Aim of the task => A complete response lists each line of the data below that includes the word "infinities".

Dataset extract =>
//! The notation contract shared by every notation in the crate.
//!
//! A notation implements [`Notation::format_decimal`] for non-negative finite
//! values and optionally overrides [`Notation::format_negative_decimal`].
//! Callers go through [`NotationExt::format`], which is implemented once for
//! every notation and takes care of `NaN`, infinities and the sign before the
//! notation-specific code runs.
use std::fmt;
use std::sync::Arc;

use tower_decimal::Decimal;

use crate::error::NotationResult;

/// A notation shared between several parents of a composition graph.
pub type SharedNotation = Arc<dyn Notation>;

/// Predicate deciding whether a value is displayed as infinite.
pub type InfinityPredicate = Arc<dyn Fn(&Decimal) -> bool + Send + Sync>;

/// How [`NotationExt::format`] recognises infinite values.
///
/// The real infinities are always recognised; the other variants only widen
/// the set of values rendered with the infinity strings.
#[derive(Clone, Default)]
pub enum InfinityCheck {
    /// Only `Infinity` and `-Infinity` themselves.
    #[default]
    Exact,
    /// Any value whose magnitude reaches the threshold.
    AtLeast(Decimal),
    /// A caller supplied predicate.
    Custom(InfinityPredicate),
}

impl InfinityCheck {
    pub fn holds(&self, value: &Decimal) -> bool {
        if value.is_infinite() {
            return true;
        }
        match self {
            InfinityCheck::Exact => false,
            InfinityCheck::AtLeast(threshold) => value.abs() >= *threshold,
            InfinityCheck::Custom(predicate) => predicate(value),
        }
    }
}

impl fmt::Debug for InfinityCheck {
    fn fmt(&self, f: &mut fmt::Formatter<'_>) -> fmt::Result {
        match self {
            InfinityCheck::Exact => write!(f, "Exact"),
            InfinityCheck::AtLeast(threshold) => write!(f, "AtLeast({threshold})"),
            InfinityCheck::Custom(_) => write!(f, "Custom(..)"),
        }
    }
}

/// Strings and checks every notation uses for values outside its own domain.
#[derive(Debug, Clone)]
pub struct CommonConfig {
    /// Wraps the formatted absolute value of a negative number.
    pub negative_string: (String, String),
    pub infinity_string: String,
    /// When unset, `-Infinity` is the infinity string wrapped in [`Self::negative_string`].
    pub negative_infinity_string: Option<String>,
    pub nan_string: String,
    pub infinity_check: InfinityCheck,
}

impl Default for CommonConfig {
    fn default() -> Self {
        Self {
            negative_string: ("-".to_string(), String::new()),
            infinity_string: "Infinity".to_string(),
            negative_infinity_string: None,
            nan_string: "???".to_string(),
            infinity_check: InfinityCheck::Exact,
        }
    }
}

/// Partial update of a [`CommonConfig`]: unset fields keep their value.
#[derive(Debug, Clone, Default)]
pub struct CommonUpdate {
    negative_string: Option<(String, String)>,
    infinity_string: Option<String>,
    negative_infinity_string: Option<Option<String>>,
    nan_string: Option<String>,
    infinity_check: Option<InfinityCheck>,
}

impl CommonUpdate {
    pub fn new() -> Self {
        Self::default()
    }

    pub fn negative_string(mut self, prefix: impl Into<String>, suffix: impl Into<String>) -> Self {
        self.negative_string = Some((prefix.into(), suffix.into()));
        self
    }

    pub fn infinity_string(mut self, value: impl Into<String>) -> Self {
        self.infinity_string = Some(value.into());
        self
    }

    pub fn negative_infinity_string(mut self, value: impl Into<String>) -> Self {
        self.negative_infinity_string = Some(Some(value.into()));
        self
    }

    /// Go back to deriving `-Infinity` from the negative string pair.
    pub fn clear_negative_infinity_string(mut self) -> Self {
        self.negative_infinity_string = Some(None);
        self
    }

    pub fn nan_string(mut self, value: impl Into<String>) -> Self {
        self.nan_string = Some(value.into());
        self
    }

    pub fn infinity_check(mut self, check: InfinityCheck) -> Self {
        self.infinity_check = Some(check);
        self
    }

    fn apply(self, config: &mut CommonConfig) {
        if let Some(pair) = self.negative_string {
            config.negative_string = pair;
        }
        if let Some(value) = self.infinity_string {
            config.infinity_string = value;
        }
        if let Some(value) = self.negative_infinity_string {
            config.negative_infinity_string = value;
        }
        if let Some(value) = self.nan_string {
            config.nan_string = value;
        }
        if let Some(check) = self.infinity_check {
            config.infinity_check = check;
        }
    }
}

/// A configured, pure value-to-string transform.
pub trait Notation: Send + Sync {
    /// Human readable name, used in logs and debug output.
    fn name(&self) -> &str;

    fn common(&self) -> &CommonConfig;

    fn common_mut(&mut self) -> &mut CommonConfig;

    /// Format a non-negative finite value.
    ///
    /// Must be total over `[0, Infinity)`. Negative or non-finite inputs are
    /// never passed in by [`NotationExt::format`].
    fn format_decimal(&self, value: &Decimal) -> String;

    /// Format a negative finite value. Defaults to the absolute value wrapped
    /// in the configured negative string pair.
    fn format_negative_decimal(&self, value: &Decimal) -> String {
        let (prefix, suffix) = &self.common().negative_string;
        format!("{prefix}{}{suffix}", self.format_decimal(&value.abs()))
    }
}

/// Entry points available on every notation.
///
/// Implemented for all notations through a blanket implementation so the
/// special-value dispatch cannot be replaced by an individual notation.
pub trait NotationExt: Notation {
    /// Format any value convertible into a [`Decimal`].
    fn format(&self, value: impl Into<Decimal>) -> String {
        let value = value.into();
        let common = self.common();
        if value.is_nan() {
            return common.nan_string.clone();
        }
        if common.infinity_check.holds(&value) {
            if !value.is_negative() {
                return common.infinity_string.clone();
            }
            return match &common.negative_infinity_string {
                Some(text) => text.clone(),
                None => {
                    let (prefix, suffix) = &common.negative_string;
                    format!("{prefix}{}{suffix}", common.infinity_string)
                }
            };
        }
        if value.is_negative() {
            self.format_negative_decimal(&value)
        } else {
            self.format_decimal(&value)
        }
    }

    /// Apply a bulk update of the shared strings and return `self` for chaining.
    fn configure(&mut self, update: CommonUpdate) -> &mut Self {
        update.apply(self.common_mut());
        self
    }
}

impl<N: Notation + ?Sized> NotationExt for N {}

/// Validated access to a notation's own configuration.
///
/// [`Configurable::install`] validates a complete configuration and rebuilds
/// any derived state from it before swapping it in; on error the notation is
/// left exactly as it was.
pub trait Configurable {
    type Config: Clone;

    fn config(&self) -> &Self::Config;

    fn install(&mut self, config: Self::Config) -> NotationResult<()>;

    /// Edit a copy of the current configuration and install it.
    fn reconfigure(&mut self, update: impl FnOnce(&mut Self::Config)) -> NotationResult<&mut Self>
    where
        Self: Sized,
    {
        let mut config = self.config().clone();
        update(&mut config);
        self.install(config)?;
        Ok(self)
    }
}

impl fmt::Debug for dyn Notation {
    fn fmt(&self, f: &mut fmt::Formatter<'_>) -> fmt::Result {
        write!(f, "Notation({})", self.name())
    }
}

/// Append `body` surrounded by a delimiter pair.
pub(crate) fn push_wrapped(out: &mut String, (prefix, suffix): &(String, String), body: &str) {
    out.push_str(prefix);
    out.push_str(body);
    out.push_str(suffix);
}

/// Build an owned delimiter pair from two string slices.
pub(crate) fn pair(prefix: &str, suffix: &str) -> (String, String) {
    (prefix.to_string(), suffix.to_string())
}

#[cfg(test)]
mod tests {
    use super::*;

    struct Echo {
        common: CommonConfig,
    }

    impl Notation for Echo {
        fn name(&self) -> &str {
            "Echo"
        }

        fn common(&self) -> &CommonConfig {
            &self.common
        }

        fn common_mut(&mut self) -> &mut CommonConfig {
            &mut self.common
        }

        fn format_decimal(&self, value: &Decimal) -> String {
            assert!(!value.is_negative() && value.is_finite());
            value.to_string()
        }
    }

    fn echo() -> Echo {
        Echo {
            common: CommonConfig::default(),
        }
    }

    #[test]
    fn dispatches_special_values() {
        let notation = echo();
        assert_eq!(notation.format(Decimal::NAN), "???");
        assert_eq!(notation.format(Decimal::INFINITY), "Infinity");
        assert_eq!(notation.format(Decimal::NEG_INFINITY), "-Infinity");
        assert_eq!(notation.format(-4), "-4");
        assert_eq!(notation.format(0), "0");
    }

    #[test]
    fn bulk_update_keeps_unset_fields() {
        let mut notation = echo();
        notation
            .configure(CommonUpdate::new().negative_string("(", ")"))
            .configure(CommonUpdate::new().nan_string("NaN"));
        assert_eq!(notation.format(-4), "(4)");
        assert_eq!(notation.format(Decimal::NEG_INFINITY), "(Infinity)");
        assert_eq!(notation.format(Decimal::NAN), "NaN");
        assert_eq!(notation.common().infinity_string, "Infinity");

        notation.configure(CommonUpdate::new().negative_infinity_string("-inf"));
        assert_eq!(notation.format(Decimal::NEG_INFINITY), "-inf");
        notation.configure(CommonUpdate::new().clear_negative_infinity_string());
        assert_eq!(notation.format(Decimal::NEG_INFINITY), "(Infinity)");
    }

    #[test]
    fn threshold_infinity() {
        let mut notation = echo();
        notation.configure(
            CommonUpdate::new()
                .infinity_check(InfinityCheck::AtLeast(Decimal::from(1000)))
                .infinity_string("big"),
        );
        assert_eq!(notation.format(999), "999");
        assert_eq!(notation.format(1000), "big");
        assert_eq!(notation.format(-5000), "-big");

        notation.configure(CommonUpdate::new().infinity_check(InfinityCheck::Custom(Arc::new(
            |value: &Decimal| value.layer() >= 1,
        ))));
        assert_eq!(notation.format(5000), "5000");
        assert_eq!(notation.format(Decimal::from_log10(40.0)), "big");
        assert_eq!(notation.format(Decimal::INFINITY), "big");
    }
}
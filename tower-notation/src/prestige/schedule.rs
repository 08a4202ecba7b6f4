use tower_decimal::Decimal;

use crate::error::{NotationError, NotationResult, ensure_above_one};

/// A change of growth rate from `layer` onwards.
///
/// The effective root is multiplied by `root_multiplier` and the effective
/// requirement raised to `requirement_exponent`. Effects accumulate: a later
/// ramping applies on top of every earlier one.
#[derive(Debug, Clone, Copy, PartialEq)]
pub struct Ramping {
    pub layer: u64,
    pub root_multiplier: Decimal,
    pub requirement_exponent: Decimal,
}

impl Ramping {
    pub fn new(layer: u64, root_multiplier: impl Into<Decimal>, requirement_exponent: impl Into<Decimal>) -> Self {
        Self {
            layer,
            root_multiplier: root_multiplier.into(),
            requirement_exponent: requirement_exponent.into(),
        }
    }
}

/// Parameters in force from `start` up to the next checkpoint.
#[derive(Debug, Clone, Copy, PartialEq)]
pub(crate) struct Checkpoint {
    pub start: u64,
    pub root: Decimal,
    pub requirement: Decimal,
    /// `log10(requirement)`, used to move amounts between requirements.
    pub log_requirement: Decimal,
}

/// Effective root and requirement of every layer, rebuilt from the
/// configuration on each change.
#[derive(Debug, Clone, PartialEq)]
pub struct RampingSchedule {
    checkpoints: Vec<Checkpoint>,
}

impl RampingSchedule {
    pub fn build(root: Decimal, requirement: Decimal, rampings: &[Ramping]) -> NotationResult<Self> {
        ensure_root(root)?;
        ensure_above_one("requirement", requirement)?;

        let mut rampings = rampings.to_vec();
        rampings.sort_by_key(|ramping| ramping.layer);
        if let Some(pair) = rampings.windows(2).find(|pair| pair[0].layer == pair[1].layer) {
            return Err(NotationError::DuplicateRamping {
                layer: pair[0].layer,
            });
        }

        let mut checkpoints = vec![Checkpoint {
            start: 0,
            root,
            requirement,
            log_requirement: requirement.log10(),
        }];
        for ramping in &rampings {
            for (parameter, factor) in [
                ("root_multiplier", ramping.root_multiplier),
                ("requirement_exponent", ramping.requirement_exponent),
            ] {
                if !(factor.is_finite() && factor.is_positive()) {
                    return Err(NotationError::out_of_range(
                        parameter,
                        "a finite positive number",
                        factor,
                    ));
                }
            }
            let last = checkpoints[checkpoints.len() - 1];
            let root = last.root * ramping.root_multiplier;
            let requirement = last.requirement.pow(ramping.requirement_exponent);
            ensure_root(root)?;
            ensure_above_one("requirement", requirement)?;

            let checkpoint = Checkpoint {
                start: ramping.layer,
                root,
                requirement,
                log_requirement: requirement.log10(),
            };
            // A ramping on layer 0 replaces the base parameters.
            if ramping.layer == 0 {
                checkpoints[0] = checkpoint;
            } else {
                checkpoints.push(checkpoint);
            }
        }
        Ok(Self { checkpoints })
    }

    /// Single interval schedule, for parameters already known to be valid.
    pub(crate) fn constant(root: Decimal, requirement: Decimal) -> Self {
        Self {
            checkpoints: vec![Checkpoint {
                start: 0,
                root,
                requirement,
                log_requirement: requirement.log10(),
            }],
        }
    }

    pub(crate) fn checkpoints(&self) -> &[Checkpoint] {
        &self.checkpoints
    }

    fn checkpoint(&self, layer: u64) -> &Checkpoint {
        let index = self
            .checkpoints
            .partition_point(|checkpoint| checkpoint.start <= layer);
        &self.checkpoints[index.saturating_sub(1)]
    }

    /// Effective `(root, requirement)` of `layer`.
    pub fn at(&self, layer: u64) -> (Decimal, Decimal) {
        let checkpoint = self.checkpoint(layer);
        (checkpoint.root, checkpoint.requirement)
    }

    /// Whether the root of the last (open ended) interval exceeds 1.
    pub(crate) fn tail_root_above_one(&self) -> bool {
        self.checkpoints
            .last()
            .is_some_and(|checkpoint| checkpoint.root > Decimal::ONE)
    }
}

fn ensure_root(root: Decimal) -> NotationResult<()> {
    if root.is_finite() && root >= Decimal::ONE {
        Ok(())
    } else {
        Err(NotationError::out_of_range("root", "a finite number of at least 1", root))
    }
}
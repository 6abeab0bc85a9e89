use std::sync::Arc;
use std::time::Duration;

use axum::{
    extract::{
        State,
        ws::{Message, WebSocket, WebSocketUpgrade},
    },
    response::IntoResponse,
};
use futures_util::{SinkExt, StreamExt, stream::SplitSink, stream::SplitStream};
use serde::{Deserialize, Serialize};
use tokio::sync::broadcast;
use tokio::time::Instant;

use super::api::AppState;
use super::models::{Issue, IssueStatus};

/// How often to send WebSocket Ping frames.
const PING_INTERVAL: Duration = Duration::from_secs(30);

/// How long to wait for a Pong response before considering the connection dead.
const PONG_TIMEOUT: Duration = Duration::from_secs(60);

// ── WebSocket message types ──────────────────────────────────────────

/// Board mutation events published to every connected client. Each
/// mutating handler broadcasts exactly one of these after its write
/// succeeds.
#[derive(Debug, Clone, Serialize, Deserialize)]
#[serde(tag = "type", content = "data")]
pub enum WsMessage {
    IssueCreated {
        issue: Issue,
    },
    IssueUpdated {
        issue: Issue,
    },
    IssueMoved {
        issue_id: i64,
        from_status: IssueStatus,
        to_status: IssueStatus,
    },
    IssueDeleted {
        issue_id: i64,
    },
}

// ── WebSocket handler ────────────────────────────────────────────────

pub async fn ws_handler(
    ws: WebSocketUpgrade,
    State(state): State<Arc<AppState>>,
) -> impl IntoResponse {
    ws.on_upgrade(move |socket| handle_socket(socket, state))
}

async fn handle_socket(socket: WebSocket, state: Arc<AppState>) {
    let (sender, receiver) = socket.split();
    let rx = state.ws_tx.subscribe();
    run_socket_loop(sender, receiver, rx).await;
}

/// Core WebSocket loop with ping/pong keepalive.
///
/// Combines broadcast forwarding, client message receiving, and periodic
/// ping/pong health checking into a single select loop. If no Pong is
/// received within [`PONG_TIMEOUT`] after a Ping is sent, the connection
/// is considered dead and the loop exits.
async fn run_socket_loop(
    mut sender: SplitSink<WebSocket, Message>,
    mut receiver: SplitStream<WebSocket>,
    mut rx: broadcast::Receiver<String>,
) {
    let mut ping_interval = tokio::time::interval(PING_INTERVAL);
    // The first tick completes immediately; consume it so the first real
    // ping fires after PING_INTERVAL has elapsed.
    ping_interval.tick().await;

    let mut last_pong = Instant::now();
    let mut awaiting_pong = false;

    loop {
        tokio::select! {
            // ── Periodic ping ───────────────────────────────────────
            _ = ping_interval.tick() => {
                if awaiting_pong && last_pong.elapsed() > PONG_TIMEOUT {
                    // Connection is dead — no pong received in time
                    break;
                }
                if sender.send(Message::Ping(Vec::new().into())).await.is_err() {
                    break;
                }
                awaiting_pong = true;
            }

            // ── Broadcast forwarding ────────────────────────────────
            result = rx.recv() => {
                match result {
                    Ok(msg) => {
                        if sender.send(Message::Text(msg.into())).await.is_err() {
                            break;
                        }
                    }
                    Err(broadcast::error::RecvError::Closed) => break,
                    Err(broadcast::error::RecvError::Lagged(_)) => {
                        // Missed some messages; continue receiving
                        continue;
                    }
                }
            }

            // ── Client messages (pong, close, etc.) ─────────────────
            msg = receiver.next() => {
                match msg {
                    Some(Ok(Message::Pong(_))) => {
                        last_pong = Instant::now();
                        awaiting_pong = false;
                    }
                    Some(Ok(Message::Close(_))) | None => break,
                    Some(Ok(_)) => {
                        // Ignore other messages from client (Text, Binary, Ping)
                    }
                    Some(Err(_)) => break,
                }
            }
        }
    }

    // Best-effort close frame
    let _ = sender.send(Message::Close(None)).await;
}

// ── Broadcast helper ─────────────────────────────────────────────────

/// Serialize and broadcast a WsMessage to all connected WebSocket clients.
/// Returns silently even if no clients are connected.
pub fn broadcast_message(tx: &broadcast::Sender<String>, msg: &WsMessage) {
    match serde_json::to_string(msg) {
        Ok(json) => {
            let _ = tx.send(json); // Ignore error if no receivers
        }
        Err(e) => {
            tracing::warn!("Failed to serialize WsMessage: {}", e);
        }
    }
}

// ── Tests ────────────────────────────────────────────────────────────

#[cfg(test)]
mod tests {
    use super::*;
    use super::super::models::{IssueType, Priority};

    fn issue() -> Issue {
        Issue {
            id: 1,
            issue_key: "APP-0001".to_string(),
            summary: "Test".to_string(),
            description: "Desc".to_string(),
            acceptance_criteria: "AC".to_string(),
            issue_type: IssueType::Story,
            priority: Priority::P2,
            story_points: None,
            start_date: None,
            due_date: None,
            sprint: None,
            status: IssueStatus::Backlog,
            created_at: "2026-01-01 00:00:00".to_string(),
            updated_at: "2026-01-01 00:00:00".to_string(),
        }
    }

    #[test]
    fn test_issue_created_serialization() {
        let msg = WsMessage::IssueCreated { issue: issue() };
        let json = serde_json::to_string(&msg).unwrap();
        assert!(json.contains("\"type\":\"IssueCreated\""));
        assert!(json.contains("\"data\""));
        assert!(json.contains("\"issue_key\":\"APP-0001\""));
    }

    #[test]
    fn test_issue_moved_serialization() {
        let msg = WsMessage::IssueMoved {
            issue_id: 5,
            from_status: IssueStatus::Released,
            to_status: IssueStatus::Sprint,
        };
        let json = serde_json::to_string(&msg).unwrap();
        assert!(json.contains("\"type\":\"IssueMoved\""));
        assert!(json.contains("\"issue_id\":5"));
        assert!(json.contains("\"from_status\":\"released\""));
        assert!(json.contains("\"to_status\":\"sprint\""));
    }

    #[test]
    fn test_issue_deleted_serialization() {
        let msg = WsMessage::IssueDeleted { issue_id: 42 };
        let json = serde_json::to_string(&msg).unwrap();
        assert!(json.contains("\"type\":\"IssueDeleted\""));
        assert!(json.contains("\"issue_id\":42"));
    }

    #[test]
    fn test_roundtrip_deserialization() {
        let msg = WsMessage::IssueMoved {
            issue_id: 10,
            from_status: IssueStatus::Backlog,
            to_status: IssueStatus::Done,
        };
        let json = serde_json::to_string(&msg).unwrap();
        let deserialized: WsMessage = serde_json::from_str(&json).unwrap();
        match deserialized {
            WsMessage::IssueMoved {
                issue_id,
                from_status,
                to_status,
            } => {
                assert_eq!(issue_id, 10);
                assert_eq!(from_status, IssueStatus::Backlog);
                assert_eq!(to_status, IssueStatus::Done);
            }
            _ => panic!("Expected IssueMoved variant"),
        }
    }

    #[tokio::test]
    async fn test_broadcast_delivers_to_all_subscribers() {
        let (tx, _) = broadcast::channel::<String>(16);
        let mut rx1 = tx.subscribe();
        let mut rx2 = tx.subscribe();

        broadcast_message(&tx, &WsMessage::IssueDeleted { issue_id: 1 });

        let received1 = rx1.recv().await.unwrap();
        let received2 = rx2.recv().await.unwrap();
        assert!(received1.contains("IssueDeleted"));
        assert_eq!(received1, received2);
    }

    #[tokio::test]
    async fn test_broadcast_no_receivers_does_not_panic() {
        let (tx, _) = broadcast::channel::<String>(16);
        broadcast_message(&tx, &WsMessage::IssueDeleted { issue_id: 1 });
    }

    #[test]
    fn test_keepalive_constants() {
        // PONG_TIMEOUT must be greater than PING_INTERVAL so we don't
        // immediately consider a fresh connection dead.
        assert!(PONG_TIMEOUT > PING_INTERVAL);
    }
}
//! Typed errors for the board subsystem.
//!
//! Every failure a handler can surface reduces to one of these variants;
//! the api module maps them onto HTTP statuses and a single-message JSON
//! envelope. Storage-level failures arrive wrapped in `Database`.

use thiserror::Error;

use crate::board::models::{BoardKind, IssueStatus};

#[derive(Debug, Error)]
pub enum BoardError {
    #[error("Issue {id} not found")]
    IssueNotFound { id: i64 },

    #[error("Missing required field: {field}")]
    MissingField { field: &'static str },

    #[error("Invalid {field}: {message}")]
    InvalidValue {
        field: &'static str,
        message: String,
    },

    #[error("Invalid status: {value}")]
    InvalidStatus { value: String },

    #[error("Invalid board view: {value}")]
    InvalidBoard { value: String },

    #[error("Status '{status}' is not a column on the '{board}' board")]
    NotOnBoard {
        status: IssueStatus,
        board: BoardKind,
    },

    #[error("Database error: {0}")]
    Database(#[source] anyhow::Error),
}

#[cfg(test)]
mod tests {
    use super::*;

    #[test]
    fn issue_not_found_carries_id() {
        let err = BoardError::IssueNotFound { id: 42 };
        match &err {
            BoardError::IssueNotFound { id } => assert_eq!(*id, 42),
            _ => panic!("Expected IssueNotFound"),
        }
        assert!(err.to_string().contains("42"));
    }

    #[test]
    fn missing_field_names_the_field() {
        let err = BoardError::MissingField { field: "summary" };
        assert_eq!(err.to_string(), "Missing required field: summary");
    }

    #[test]
    fn not_on_board_names_status_and_view() {
        let err = BoardError::NotOnBoard {
            status: IssueStatus::Released,
            board: BoardKind::Standard,
        };
        let msg = err.to_string();
        assert!(msg.contains("released"));
        assert!(msg.contains("standard"));
    }

    #[test]
    fn database_preserves_source() {
        let err = BoardError::Database(anyhow::anyhow!("connection refused"));
        assert!(err.to_string().contains("connection refused"));
    }

    #[test]
    fn variants_are_distinct() {
        let not_found = BoardError::IssueNotFound { id: 1 };
        let missing = BoardError::MissingField { field: "summary" };
        assert!(matches!(not_found, BoardError::IssueNotFound { .. }));
        assert!(!matches!(missing, BoardError::IssueNotFound { .. }));
    }

    #[test]
    fn implements_std_error() {
        fn assert_std_error<E: std::error::Error>(_: &E) {}
        assert_std_error(&BoardError::IssueNotFound { id: 1 });
    }
}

Problem solution =>
//! every notation and takes care of `NaN`, infinities and the sign before the
/// The real infinities are always recognised; the other variants only widen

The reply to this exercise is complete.